▶ _THE PROBLEM_:
Count the lines below that hold the word "simulation" and say how many, with no other text.

(Records contained in a dataset)
== Segment start ==

//! Domain-specific identifier types.

use serde::{Deserialize, Serialize};
use std::fmt;

/// Process identifier.
///
/// A stable integer id in `[0, N)`, where N is fixed for the lifetime of a
/// simulation run.
#[derive(Debug, Clone, Copy, PartialEq, Eq, Hash, PartialOrd, Ord, Serialize, Deserialize)]
#[serde(transparent)]
pub struct ProcessId(pub u32);

impl ProcessId {
    /// Get the id as a usize index into per-process arrays.
    pub fn index(self) -> usize {
        self.0 as usize
    }
}

impl fmt::Display for ProcessId {
    fn fmt(&self, f: &mut fmt::Formatter<'_>) -> fmt::Result {
        write!(f, "P{}", self.0)
    }
}

/// Message identifier, unique within a simulation run.
///
/// `seq` is the sender's own event count at send time, so no global counter
/// is needed: a process's own count strictly increases with every send.
#[derive(Debug, Clone, Copy, PartialEq, Eq, Hash, PartialOrd, Ord, Serialize, Deserialize)]
pub struct MessageId {
    /// Originating process.
    pub sender: ProcessId,
    /// Sender's own event count when the message was constructed.
    pub seq: u64,
}

impl MessageId {
    /// Create a new message id.
    pub fn new(sender: ProcessId, seq: u64) -> Self {
        Self { sender, seq }
    }
}

impl fmt::Display for MessageId {
    fn fmt(&self, f: &mut fmt::Formatter<'_>) -> fmt::Result {
        write!(f, "m{}.{}", self.sender.0, self.seq)
    }
}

== Segment end ==

▶ _TASK OUTPUT_:
2